For its second fiscal quarter ended 31 July 2003, the company reported net income of $9m or $0.08 per share, compared to a net loss of $4m in the fiscal quarter to 30 June 2003, since when the company has adjusted its calendar.
Revenue in the latest quarter was $107m – towards the low end of previous guidance, up 39% year-on-year, and up 4% sequentially.
For its current third fiscal quarter, the company forecast revenue of only $105m to $110m, with net income of $0.05 to $0.07 – excluding any revenue from the proposed purchase of Nishan or Sanera (see separate story).
The low guidance came despite McData’s statement that sales of FICON hardware should rise in the second of the year because of related product shipments from EMC Corp and IBM Corp, and despite the recent launch of a new low-end Sphereon 4300 device.
McData said it normally sees revenue growth slow in the third quarter as a result of seasonality. In view of what we believe is an improving IT environment in the second half of the year and seasonality and a competitive environment, we’ve been in we believe we’re giving reasonable guidance.
The competitive environment of the last few months has seen significant price cuts for storage networking hardware. Earlier this month in its earning call Brocade claimed that it had reversed the incursion of McData into its mid-range territory with the successful McData Sphereon 4500 by among other things cutting prices.

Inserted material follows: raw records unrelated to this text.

/* src/client/head/rust/src/lib.rs */

pub mod document;
pub mod engine;
pub mod errors;
pub mod escape;
pub mod intent;
pub mod render;

// Public API re-exports
pub use document::{DocumentHead, HeadDocument, HeadElement, MetaAttr, NodeKey, ValueSlot};
pub use engine::{ApplyReport, HeadHandle, HeadSyncEngine};
pub use errors::HeadError;
pub use escape::{escape_attr, escape_text, script_safe_json};
pub use intent::{
  GeoTags, HreflangEntry, JsonLdPayload, MetadataIntent, OpenGraph, StructuredDataBlock,
  TwitterCard,
};
pub use render::{inject_head, inject_html_lang, render_head};
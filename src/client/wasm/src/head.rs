/* src/client/wasm/src/head.rs */

use gig_head::{DocumentHead, NodeKey, ValueSlot};
use web_sys::{Document, Element};

use crate::storage::js_message;

/// The live `document.head`, located through each key's CSS selector so
/// markup rendered on the server is adopted rather than duplicated.
#[derive(Debug, Clone)]
pub struct BrowserHead {
  document: Document,
}

impl BrowserHead {
  pub fn current() -> Option<Self> {
    let document = web_sys::window()?.document()?;
    Some(Self { document })
  }

  fn write_value(node: &Element, slot: ValueSlot, value: &str) {
    match slot {
      ValueSlot::Attr(name) => {
        if let Err(err) = node.set_attribute(name, value) {
          tracing::warn!(attr = name, err = %js_message(&err), "failed to set head attribute");
        }
      }
      ValueSlot::Text => node.set_text_content(Some(value)),
    }
  }
}

impl DocumentHead for BrowserHead {
  type Node = Element;

  fn title(&self) -> Option<String> {
    Some(self.document.title()).filter(|t| !t.is_empty())
  }

  fn set_title(&mut self, title: &str) {
    self.document.set_title(title);
  }

  fn lang(&self) -> Option<String> {
    self.document.document_element()?.get_attribute("lang")
  }

  fn set_lang(&mut self, lang: &str) {
    let Some(root) = self.document.document_element() else {
      return;
    };
    if let Err(err) = root.set_attribute("lang", lang) {
      tracing::warn!(err = %js_message(&err), "failed to set html lang");
    }
  }

  fn find(&self, key: &NodeKey) -> Option<Element> {
    self.document.head()?.query_selector(&key.selector()).ok().flatten()
  }

  fn create(&mut self, key: &NodeKey, value: &str) -> Option<Element> {
    let head = self.document.head()?;
    let node = match self.document.create_element(key.tag()) {
      Ok(node) => node,
      Err(err) => {
        tracing::warn!(tag = key.tag(), err = %js_message(&err), "failed to create head node");
        return None;
      }
    };
    for (name, v) in key.identity_attrs() {
      node.set_attribute(name, &v).ok()?;
    }
    Self::write_value(&node, key.value_slot(), value);
    head.append_child(&node).ok()?;
    Some(node)
  }

  fn value(&self, node: &Element, key: &NodeKey) -> Option<String> {
    match key.value_slot() {
      ValueSlot::Attr(name) => node.get_attribute(name),
      ValueSlot::Text => node.text_content(),
    }
  }

  fn set_value(&mut self, node: &Element, key: &NodeKey, value: &str) {
    Self::write_value(node, key.value_slot(), value);
  }

  fn remove(&mut self, node: &Element) {
    node.remove();
  }
}
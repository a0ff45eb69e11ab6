/* src/client/binding/rust/tests/runtime.rs */

use gig_binding::{
  Content, DynamicContentPage, FaqEntry, PageMeta, SeoHead, SiteConfig, SiteRuntime, SyncOutcome,
  UrlStrategy,
};
use gig_head::{DocumentHead, HeadDocument, NodeKey, render_head};
use gig_locale::{Currency, Locale, LocaleStore, MemoryStore};

fn site() -> SiteConfig {
  SiteConfig {
    name: "Gigmarket".into(),
    base_url: "https://gigmarket.example".into(),
    url_strategy: UrlStrategy::Prefix,
    ..Default::default()
  }
}

fn runtime(signals: &[&str]) -> SiteRuntime<MemoryStore, HeadDocument> {
  let store = LocaleStore::initialize(MemoryStore::new(), signals.iter().copied());
  SiteRuntime::new(site(), store, HeadDocument::new()).unwrap()
}

fn content() -> Content {
  Content {
    slug: Some("logo-design".into()),
    title: "Logo design".into(),
    description: "Hire logo designers".into(),
    keywords: vec!["logo".into()],
    url: "/ai/logo-design".into(),
    faq: vec![FaqEntry { question: "Cost?".into(), answer: "From $50.".into() }],
    generated_at: Some("2026-03-01T10:00:00Z".into()),
    ..Default::default()
  }
}

fn hreflang_urls(doc: &HeadDocument) -> Vec<String> {
  doc
    .elements()
    .iter()
    .filter(|e| e.attr("rel") == Some("alternate"))
    .filter_map(|e| e.attr("href").map(String::from))
    .collect()
}

#[test]
fn locale_change_reapplies_each_view_once() {
  let mut rt = runtime(&["en-US"]);
  let (head, _) = rt.mount(SeoHead, PageMeta { path: "/ai/logo-design".into(), ..Default::default() });
  let (page, outcome) = rt.mount(DynamicContentPage, None);
  assert_eq!(outcome, SyncOutcome::Pending);

  let outcome = rt.set_input::<DynamicContentPage>(page, Some(content())).unwrap();
  assert!(matches!(outcome, SyncOutcome::Applied(_)));
  // same content again is not a change
  assert_eq!(
    rt.set_input::<DynamicContentPage>(page, Some(content())).unwrap(),
    SyncOutcome::Unchanged
  );

  assert_eq!(rt.set_locale(Locale::ZhTw), 2);
  assert_eq!(rt.applies(head), Ok(2));
  assert_eq!(rt.applies(page), Ok(2));

  // setting the same locale is no change at all
  assert_eq!(rt.set_locale(Locale::ZhTw), 0);
  assert_eq!(rt.applies(head), Ok(2));

  let doc = rt.document();
  assert_eq!(doc.lang().as_deref(), Some("zh-TW"));
  assert_eq!(
    doc.value_of(&NodeKey::Canonical).as_deref(),
    Some("https://gigmarket.example/zh-TW/ai/logo-design")
  );
  assert_eq!(doc.value_of(&NodeKey::meta_property("og:locale")).as_deref(), Some("zh_TW"));
  assert_eq!(doc.count(&NodeKey::json_ld("ld-faq")), 1);
  assert_eq!(doc.count(&NodeKey::alternate("x-default")), 1);
  assert_eq!(hreflang_urls(doc).len(), 4);
}

#[test]
fn end_to_end_preferences_and_head() {
  let mut rt = runtime(&["zh-TW"]);
  let prefs = rt.store().preference();
  assert_eq!(prefs.locale, Locale::ZhTw);
  assert_eq!(prefs.currency, Currency::Twd);
  assert!(!prefs.currency_manually_set);

  let (page, _) = rt.mount(DynamicContentPage, Some(content()));
  assert_eq!(rt.document().title().as_deref(), Some("Logo design | Gigmarket"));

  // currency does not feed any intent
  assert_eq!(rt.set_currency(Currency::Usd), 0);
  assert!(rt.store().currency_manually_set());

  assert_eq!(rt.set_locale(Locale::En), 1);
  assert_eq!(rt.currency(), Currency::Usd);
  assert_eq!(rt.set_locale(Locale::ZhCn), 1);
  assert_eq!(rt.currency(), Currency::Usd);
  assert_eq!(rt.applies(page), Ok(3));

  let entries = rt.store().storage().entries();
  assert_eq!(entries.get("preferred-language").map(String::as_str), Some("zh-CN"));
  assert_eq!(entries.get("preferred-currency").map(String::as_str), Some("USD"));

  let html = render_head(rt.document());
  assert_eq!(html.matches("application/ld+json").count(), 3);
  assert!(html.contains(r#"<meta name="geo.region" content="CN">"#));

  rt.unmount(page).unwrap();
  let doc = rt.document();
  assert_eq!(doc.count(&NodeKey::json_ld("ld-article")), 0);
  assert_eq!(doc.count(&NodeKey::json_ld("ld-faq")), 0);
  assert!(hreflang_urls(doc).is_empty());
  // shared singletons stay for the next view
  assert_eq!(doc.count(&NodeKey::Canonical), 1);
  assert_eq!(doc.title().as_deref(), Some("Logo design | Gigmarket"));
}

#[test]
fn reset_clears_manual_currency_and_resyncs() {
  let mut rt = runtime(&["en"]);
  let (head, _) = rt.mount(SeoHead, PageMeta::default());
  rt.set_currency(Currency::Twd);
  assert_eq!(rt.reset(["zh-CN"]), 1);
  assert_eq!(rt.locale(), Locale::ZhCn);
  assert_eq!(rt.currency(), Currency::Cny);
  assert!(!rt.store().currency_manually_set());
  assert_eq!(rt.applies(head), Ok(2));
}

#[test]
fn views_share_singletons_without_duplicates() {
  let mut rt = runtime(&["en"]);
  let (head, _) = rt.mount(SeoHead, PageMeta::default());
  let (page, _) = rt.mount(DynamicContentPage, Some(content()));
  rt.set_locale(Locale::ZhCn);

  let doc = rt.document();
  assert_eq!(doc.count(&NodeKey::Canonical), 1);
  assert_eq!(doc.count(&NodeKey::meta_name("description")), 1);
  assert_eq!(doc.count(&NodeKey::json_ld("ld-organization")), 1);
  assert_eq!(doc.count(&NodeKey::json_ld("ld-article")), 1);

  rt.unmount(head).unwrap();
  assert_eq!(rt.document().count(&NodeKey::json_ld("ld-organization")), 0);
  assert_eq!(rt.document().count(&NodeKey::json_ld("ld-article")), 1);
  // hreflang links are claimed by the page too
  assert_eq!(rt.document().count(&NodeKey::alternate("en")), 1);
  rt.unmount(page).unwrap();
  assert_eq!(rt.view_count(), 0);
}

#[test]
fn clearing_content_withdraws_the_page_head() {
  let mut rt = runtime(&["en"]);
  let (page, _) = rt.mount(DynamicContentPage, Some(content()));
  assert_eq!(rt.document().count(&NodeKey::json_ld("ld-article")), 1);

  // slug changed, next content still loading
  let outcome = rt.set_input::<DynamicContentPage>(page, None).unwrap();
  assert_eq!(outcome, SyncOutcome::Pending);
  let doc = rt.document();
  assert_eq!(doc.count(&NodeKey::json_ld("ld-article")), 0);
  assert_eq!(doc.count(&NodeKey::json_ld("ld-faq")), 0);
  assert_eq!(doc.count(&NodeKey::json_ld("ld-breadcrumb")), 0);
  assert!(hreflang_urls(doc).is_empty());

  // locale changes while pending publish nothing
  assert_eq!(rt.set_locale(Locale::ZhTw), 0);
  assert_eq!(rt.document().count(&NodeKey::json_ld("ld-article")), 0);

  let outcome = rt.set_input::<DynamicContentPage>(page, Some(content())).unwrap();
  assert!(matches!(outcome, SyncOutcome::Applied(_)));
  assert_eq!(rt.document().count(&NodeKey::json_ld("ld-article")), 1);
  assert_eq!(rt.applies(page), Ok(2));
}

#[test]
fn unmounting_the_page_hands_hreflang_back_to_the_head() {
  let mut rt = runtime(&["en"]);
  let (head, _) = rt.mount(SeoHead, PageMeta { path: "/".into(), ..Default::default() });
  let (page, _) = rt.mount(DynamicContentPage, Some(content()));
  let en = NodeKey::alternate("en");
  assert_eq!(
    rt.document().value_of(&en).as_deref(),
    Some("https://gigmarket.example/ai/logo-design")
  );

  rt.unmount(page).unwrap();
  let doc = rt.document();
  assert_eq!(doc.count(&en), 1);
  assert_eq!(doc.value_of(&en).as_deref(), Some("https://gigmarket.example/"));
  assert_eq!(
    doc.value_of(&NodeKey::alternate("zh-TW")).as_deref(),
    Some("https://gigmarket.example/zh-TW")
  );
  assert_eq!(doc.count(&NodeKey::json_ld("ld-article")), 0);
  assert_eq!(doc.count(&NodeKey::json_ld("ld-organization")), 1);

  rt.unmount(head).unwrap();
  assert!(hreflang_urls(rt.document()).is_empty());
}
/* src/client/wasm/src/storage.rs */

use gig_locale::{KeyValueStore, StorageError};
use wasm_bindgen::JsValue;
use web_sys::Storage;

/// `window.localStorage` behind [`KeyValueStore`]. When storage is disabled
/// (private mode, sandboxed iframe) reads return `None` and writes report
/// `Unavailable`.
#[derive(Debug, Clone)]
pub struct BrowserStorage {
  storage: Option<Storage>,
}

impl BrowserStorage {
  pub fn local() -> Self {
    let storage = web_sys::window().and_then(|w| w.local_storage().ok().flatten());
    if storage.is_none() {
      tracing::warn!("localStorage unavailable; preferences last for this page only");
    }
    Self { storage }
  }

  fn backend(&self) -> Result<&Storage, StorageError> {
    self.storage.as_ref().ok_or_else(|| StorageError::Unavailable("localStorage".into()))
  }
}

impl KeyValueStore for BrowserStorage {
  fn get(&self, key: &str) -> Option<String> {
    self.storage.as_ref()?.get_item(key).ok().flatten()
  }

  fn set(&mut self, key: &str, value: &str) -> Result<(), StorageError> {
    self.backend()?.set_item(key, value).map_err(|e| StorageError::Io(js_message(&e)))
  }

  fn remove(&mut self, key: &str) -> Result<(), StorageError> {
    self.backend()?.remove_item(key).map_err(|e| StorageError::Io(js_message(&e)))
  }
}

pub(crate) fn js_message(value: &JsValue) -> String {
  value.as_string().unwrap_or_else(|| format!("{value:?}"))
}
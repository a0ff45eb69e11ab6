/* src/client/wasm/src/lib.rs */

mod controller;
mod head;
mod storage;

pub use controller::SiteController;
pub use head::BrowserHead;
pub use storage::BrowserStorage;

use gig_binding::{Content, ContentView, DynamicContentPage, SiteConfig};
use gig_head::{HeadDocument, HeadSyncEngine, MetadataIntent};
use gig_locale::Locale;
use serde_json::json;
use wasm_bindgen::prelude::*;

fn error_json(err: impl std::fmt::Display) -> String {
  json!({ "error": err.to_string() }).to_string()
}

/// `navigator.languages`, falling back to `navigator.language`.
pub(crate) fn navigator_languages() -> Vec<String> {
  let Some(navigator) = web_sys::window().map(|w| w.navigator()) else {
    return Vec::new();
  };
  let list: js_sys::Array = navigator.languages();
  let languages: Vec<String> = list.iter().filter_map(|value| value.as_string()).collect();
  if !languages.is_empty() {
    return languages;
  }
  navigator.language().into_iter().collect()
}

// --- Preference helpers ---

#[wasm_bindgen]
pub fn default_currency_for(locale: &str) -> String {
  match locale.parse::<Locale>() {
    Ok(locale) => gig_locale::default_currency_for(locale).code().to_string(),
    Err(e) => error_json(e),
  }
}

/// Map a JSON array of language tags to a supported locale.
#[wasm_bindgen]
pub fn detect_locale(languages_json: &str) -> String {
  let languages: Vec<String> = serde_json::from_str(languages_json).unwrap_or_default();
  gig_locale::detect_locale_from(&languages).as_str().to_string()
}

// --- Head helpers ---

/// Metadata intent for a content object, or `null` when `content_json` is
/// empty (content still loading).
#[wasm_bindgen]
pub fn build_content_intent(site_json: &str, locale: &str, content_json: &str) -> String {
  let site: SiteConfig = match serde_json::from_str(site_json) {
    Ok(site) => site,
    Err(e) => return error_json(e),
  };
  let locale = match locale.parse::<Locale>() {
    Ok(locale) => locale,
    Err(e) => return error_json(e),
  };
  let content = if content_json.is_empty() {
    None
  } else {
    match Content::from_json(content_json) {
      Ok(content) => Some(content),
      Err(e) => return error_json(e),
    }
  };
  match DynamicContentPage.intent(&site, locale, &content) {
    Some(intent) => serde_json::to_string(&intent).unwrap_or_else(|_| "null".to_string()),
    None => "null".to_string(),
  }
}

/// Render an intent to head markup, for server-side or prerendered pages.
#[wasm_bindgen]
pub fn render_intent(intent_json: &str) -> String {
  let intent: MetadataIntent = match serde_json::from_str(intent_json) {
    Ok(intent) => intent,
    Err(e) => return error_json(e),
  };
  let mut engine = HeadSyncEngine::new(HeadDocument::new());
  let (_handle, report) = engine.apply(&intent);
  for err in &report.skipped {
    tracing::warn!(%err, "structured-data block skipped while rendering");
  }
  gig_head::render_head(engine.document())
}

#[wasm_bindgen]
pub fn inject_head(html: &str, head_html: &str) -> String {
  gig_head::inject_head(html, head_html)
}

#[wasm_bindgen]
pub fn inject_html_lang(html: &str, locale: &str) -> String {
  gig_head::inject_html_lang(html, locale)
}
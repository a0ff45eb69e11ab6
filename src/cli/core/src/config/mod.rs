/* src/cli/core/src/config/mod.rs */

mod loader;
mod types;


pub use loader::resolve_config;
pub use types::GigConfig;
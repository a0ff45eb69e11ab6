/* src/cli/core/src/config/loader.rs */

use std::path::{Path, PathBuf};

use anyhow::{bail, Context, Result};

use super::GigConfig;

/// Walk upward from `start` to find `gig.toml`, like Cargo.toml discovery
pub fn find_gig_config(start: &Path) -> Result<PathBuf> {
  let mut dir =
    start.canonicalize().with_context(|| format!("failed to canonicalize {}", start.display()))?;
  loop {
    let candidate = dir.join("gig.toml");
    if candidate.is_file() {
      return Ok(candidate);
    }
    if !dir.pop() {
      bail!("gig.toml not found (searched upward from {})", start.display());
    }
  }
}

pub fn load_gig_config(path: &Path) -> Result<GigConfig> {
  let content =
    std::fs::read_to_string(path).with_context(|| format!("failed to read {}", path.display()))?;
  let config: GigConfig =
    toml::from_str(&content).with_context(|| format!("failed to parse {}", path.display()))?;
  config.site.validate().with_context(|| format!("invalid [site] in {}", path.display()))?;
  Ok(config)
}

/// Explicit path, else `gig.toml` found upward from `cwd`, else defaults.
/// Returns the directory relative paths resolve against.
pub fn resolve_config(explicit: Option<&Path>, cwd: &Path) -> Result<(PathBuf, GigConfig)> {
  let path = match explicit {
    Some(p) => p.to_path_buf(),
    None => match find_gig_config(cwd) {
      Ok(p) => p,
      Err(_) => {
        tracing::debug!(cwd = %cwd.display(), "no gig.toml found; using defaults");
        return Ok((cwd.to_path_buf(), GigConfig::default()));
      }
    },
  };
  let config = load_gig_config(&path)?;
  let base_dir = path.parent().map_or_else(|| cwd.to_path_buf(), Path::to_path_buf);
  tracing::debug!(config = %path.display(), "loaded config");
  Ok((base_dir, config))
}
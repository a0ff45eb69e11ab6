/* src/client/head/rust/src/intent.rs */

//! Declarative description of what the document head should contain for one
//! mounted view.

use serde::{Deserialize, Serialize};

use crate::document::NodeKey;
use crate::errors::HeadError;

#[derive(Debug, Clone, PartialEq, Default, Serialize, Deserialize)]
#[serde(rename_all = "camelCase", default)]
pub struct MetadataIntent {
  pub title: Option<String>,
  pub description: Option<String>,
  pub keywords: Vec<String>,
  /// Value for `<html lang>`.
  pub html_lang: Option<String>,
  pub robots: Option<String>,
  pub author: Option<String>,
  pub geo: Option<GeoTags>,
  pub open_graph: Option<OpenGraph>,
  pub twitter: Option<TwitterCard>,
  pub canonical_url: Option<String>,
  pub hreflang: Vec<HreflangEntry>,
  pub structured_data: Vec<StructuredDataBlock>,
}

#[derive(Debug, Clone, PartialEq, Default, Serialize, Deserialize)]
#[serde(rename_all = "camelCase", default)]
pub struct OpenGraph {
  pub title: Option<String>,
  pub description: Option<String>,
  #[serde(rename = "type")]
  pub og_type: Option<String>,
  pub url: Option<String>,
  pub image: Option<String>,
  pub site_name: Option<String>,
  pub locale: Option<String>,
  /// `article:modified_time`, only meaningful with `og:type = article`.
  pub modified_time: Option<String>,
}

#[derive(Debug, Clone, PartialEq, Default, Serialize, Deserialize)]
#[serde(rename_all = "camelCase", default)]
pub struct TwitterCard {
  pub card: Option<String>,
  pub title: Option<String>,
  pub description: Option<String>,
  pub image: Option<String>,
  pub site: Option<String>,
}

#[derive(Debug, Clone, PartialEq, Default, Serialize, Deserialize)]
#[serde(rename_all = "camelCase", default)]
pub struct GeoTags {
  pub region: Option<String>,
  pub placename: Option<String>,
}

#[derive(Debug, Clone, PartialEq, Eq, Serialize, Deserialize)]
pub struct HreflangEntry {
  pub lang: String,
  pub url: String,
}

impl HreflangEntry {
  pub fn new(lang: impl Into<String>, url: impl Into<String>) -> Self {
    Self { lang: lang.into(), url: url.into() }
  }
}

/// JSON-LD body of a structured-data block.
///
/// `Raw` carries text produced elsewhere (e.g. by the backend) and is only
/// validated when the block is applied.
#[derive(Debug, Clone, PartialEq, Serialize, Deserialize)]
#[serde(untagged)]
pub enum JsonLdPayload {
  // listed first so a JSON string deserializes as raw text
  Raw(String),
  Document(serde_json::Value),
}

#[derive(Debug, Clone, PartialEq, Serialize, Deserialize)]
pub struct StructuredDataBlock {
  pub id: String,
  pub json: JsonLdPayload,
}

impl StructuredDataBlock {
  pub fn new(id: impl Into<String>, json: serde_json::Value) -> Self {
    Self { id: id.into(), json: JsonLdPayload::Document(json) }
  }

  pub fn raw(id: impl Into<String>, text: impl Into<String>) -> Self {
    Self { id: id.into(), json: JsonLdPayload::Raw(text.into()) }
  }

  /// Build a block from any serializable schema type.
  pub fn from_serialize<T: Serialize>(id: impl Into<String>, value: &T) -> Result<Self, HeadError> {
    let id = id.into();
    match serde_json::to_value(value) {
      Ok(json) => Ok(Self::new(id, json)),
      Err(e) => Err(HeadError::serialization(id, e.to_string())),
    }
  }

  /// Compact JSON text for the `<script>` body. Only objects and arrays are
  /// valid JSON-LD documents.
  pub fn encode(&self) -> Result<String, HeadError> {
    if self.id.trim().is_empty() {
      return Err(HeadError::serialization(&self.id, "block id must not be empty"));
    }
    let parsed;
    let value = match &self.json {
      JsonLdPayload::Document(value) => value,
      JsonLdPayload::Raw(text) => {
        parsed = serde_json::from_str::<serde_json::Value>(text)
          .map_err(|e| HeadError::serialization(&self.id, e.to_string()))?;
        &parsed
      }
    };
    if !(value.is_object() || value.is_array()) {
      return Err(HeadError::serialization(&self.id, "JSON-LD must be an object or array"));
    }
    serde_json::to_string(value).map_err(|e| HeadError::serialization(&self.id, e.to_string()))
  }
}

fn push(entries: &mut Vec<(NodeKey, String)>, key: NodeKey, value: Option<&String>) {
  if let Some(value) = value {
    entries.push((key, value.clone()));
  }
}

impl MetadataIntent {
  /// Every singleton meta tag this intent sets, in document order.
  pub fn meta_entries(&self) -> Vec<(NodeKey, String)> {
    let mut entries = Vec::new();
    push(&mut entries, NodeKey::meta_name("description"), self.description.as_ref());
    if !self.keywords.is_empty() {
      entries.push((NodeKey::meta_name("keywords"), self.keywords.join(", ")));
    }
    push(&mut entries, NodeKey::meta_name("robots"), self.robots.as_ref());
    push(&mut entries, NodeKey::meta_name("author"), self.author.as_ref());

    if let Some(geo) = &self.geo {
      push(&mut entries, NodeKey::meta_name("geo.region"), geo.region.as_ref());
      push(&mut entries, NodeKey::meta_name("geo.placename"), geo.placename.as_ref());
    }

    if let Some(og) = &self.open_graph {
      push(&mut entries, NodeKey::meta_property("og:title"), og.title.as_ref());
      push(&mut entries, NodeKey::meta_property("og:description"), og.description.as_ref());
      push(&mut entries, NodeKey::meta_property("og:type"), og.og_type.as_ref());
      push(&mut entries, NodeKey::meta_property("og:url"), og.url.as_ref());
      push(&mut entries, NodeKey::meta_property("og:image"), og.image.as_ref());
      push(&mut entries, NodeKey::meta_property("og:site_name"), og.site_name.as_ref());
      push(&mut entries, NodeKey::meta_property("og:locale"), og.locale.as_ref());
      push(
        &mut entries,
        NodeKey::meta_property("article:modified_time"),
        og.modified_time.as_ref(),
      );
    }

    if let Some(tw) = &self.twitter {
      push(&mut entries, NodeKey::meta_name("twitter:card"), tw.card.as_ref());
      push(&mut entries, NodeKey::meta_name("twitter:title"), tw.title.as_ref());
      push(&mut entries, NodeKey::meta_name("twitter:description"), tw.description.as_ref());
      push(&mut entries, NodeKey::meta_name("twitter:image"), tw.image.as_ref());
      push(&mut entries, NodeKey::meta_name("twitter:site"), tw.site.as_ref());
    }

    entries
  }
}

#[cfg(test)]
mod tests {
  use super::*;
  use serde_json::json;

  #[test]
  fn meta_entries_skip_absent_fields() {
    let intent = MetadataIntent {
      description: Some("Hire vetted freelancers".into()),
      open_graph: Some(OpenGraph { title: Some("Gigmarket".into()), ..Default::default() }),
      ..Default::default()
    };
    let entries = intent.meta_entries();
    assert_eq!(entries.len(), 2);
    assert_eq!(entries[0], (NodeKey::meta_name("description"), "Hire vetted freelancers".into()));
    assert_eq!(entries[1], (NodeKey::meta_property("og:title"), "Gigmarket".into()));
  }

  #[test]
  fn keywords_are_joined() {
    let intent = MetadataIntent {
      keywords: vec!["freelance".into(), "design".into()],
      ..Default::default()
    };
    assert_eq!(intent.meta_entries(), vec![(NodeKey::meta_name("keywords"), "freelance, design".into())]);
  }

  #[test]
  fn encode_document_block() {
    let block = StructuredDataBlock::new("ld-org", json!({"@type": "Organization"}));
    assert_eq!(block.encode().unwrap(), r#"{"@type":"Organization"}"#);
  }

  #[test]
  fn encode_rejects_scalar_and_bad_raw() {
    let scalar = StructuredDataBlock::new("ld-x", json!("text"));
    assert!(matches!(scalar.encode(), Err(HeadError::Serialization { .. })));
    let raw = StructuredDataBlock::raw("ld-y", "{not json");
    let err = raw.encode().unwrap_err();
    assert!(matches!(err, HeadError::Serialization { ref id, .. } if id == "ld-y"));
  }

  #[test]
  fn encode_validates_raw() {
    let raw = StructuredDataBlock::raw("ld-faq", r#"{ "@type": "FAQPage" }"#);
    assert_eq!(raw.encode().unwrap(), r#"{"@type":"FAQPage"}"#);
  }

  #[test]
  fn encode_rejects_empty_id() {
    let block = StructuredDataBlock::new("  ", json!({}));
    assert!(block.encode().is_err());
  }

  #[test]
  fn from_serialize_reports_failure() {
    use std::collections::BTreeMap;
    // non-string map keys cannot become JSON object keys
    let mut bad = BTreeMap::new();
    bad.insert((1, 2), "x");
    let err = StructuredDataBlock::from_serialize("ld-bad", &bad).unwrap_err();
    assert!(matches!(err, HeadError::Serialization { ref id, .. } if id == "ld-bad"));
  }

  #[test]
  fn intent_deserializes_camel_case() {
    let intent: MetadataIntent = serde_json::from_value(json!({
      "title": "Home",
      "canonicalUrl": "https://gigmarket.example/",
      "openGraph": {"type": "website", "siteName": "Gigmarket"},
      "hreflang": [{"lang": "en", "url": "https://gigmarket.example/"}],
      "structuredData": [{"id": "ld-org", "json": {"@type": "Organization"}}]
    }))
    .unwrap();
    assert_eq!(intent.canonical_url.as_deref(), Some("https://gigmarket.example/"));
    let og = intent.open_graph.unwrap();
    assert_eq!(og.og_type.as_deref(), Some("website"));
    assert_eq!(og.site_name.as_deref(), Some("Gigmarket"));
    assert_eq!(intent.hreflang[0].lang, "en");
    assert!(matches!(intent.structured_data[0].json, JsonLdPayload::Document(_)));
  }

  #[test]
  fn string_payload_deserializes_as_raw() {
    let block: StructuredDataBlock =
      serde_json::from_value(json!({"id": "ld-content", "json": "{\"@type\":\"HowTo\"}"})).unwrap();
    assert_eq!(block.json, JsonLdPayload::Raw(r#"{"@type":"HowTo"}"#.into()));
    assert_eq!(block.encode().unwrap(), r#"{"@type":"HowTo"}"#);
  }
}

Not so according to McData. We’re continuing to take share in the mid-range, said McData CEO John Kelley, who said that 4500 revenue had risen 50% sequentially, and that mid-range switch revenue in general had risen by 25% sequentially.
McData was asked repeatedly about pricing during its earnings conference call, but gave little away. It’s a reality that if the programs [rivals’ price cuts] come at us, we have to be able to respond, said Kelley.
The company had plenty of margin to fund price cuts. It said its gross margin in the second fiscal quarter was 59%, but that two percentage points of that was due to the release of a vendor obligation.
For the current quarter it said it expects its margin to be in the mid-fifties. Among positive effects it cited the increasing rate at which customers are exploiting its flexport option by which they simply buy software to activate more ports on McData hardware.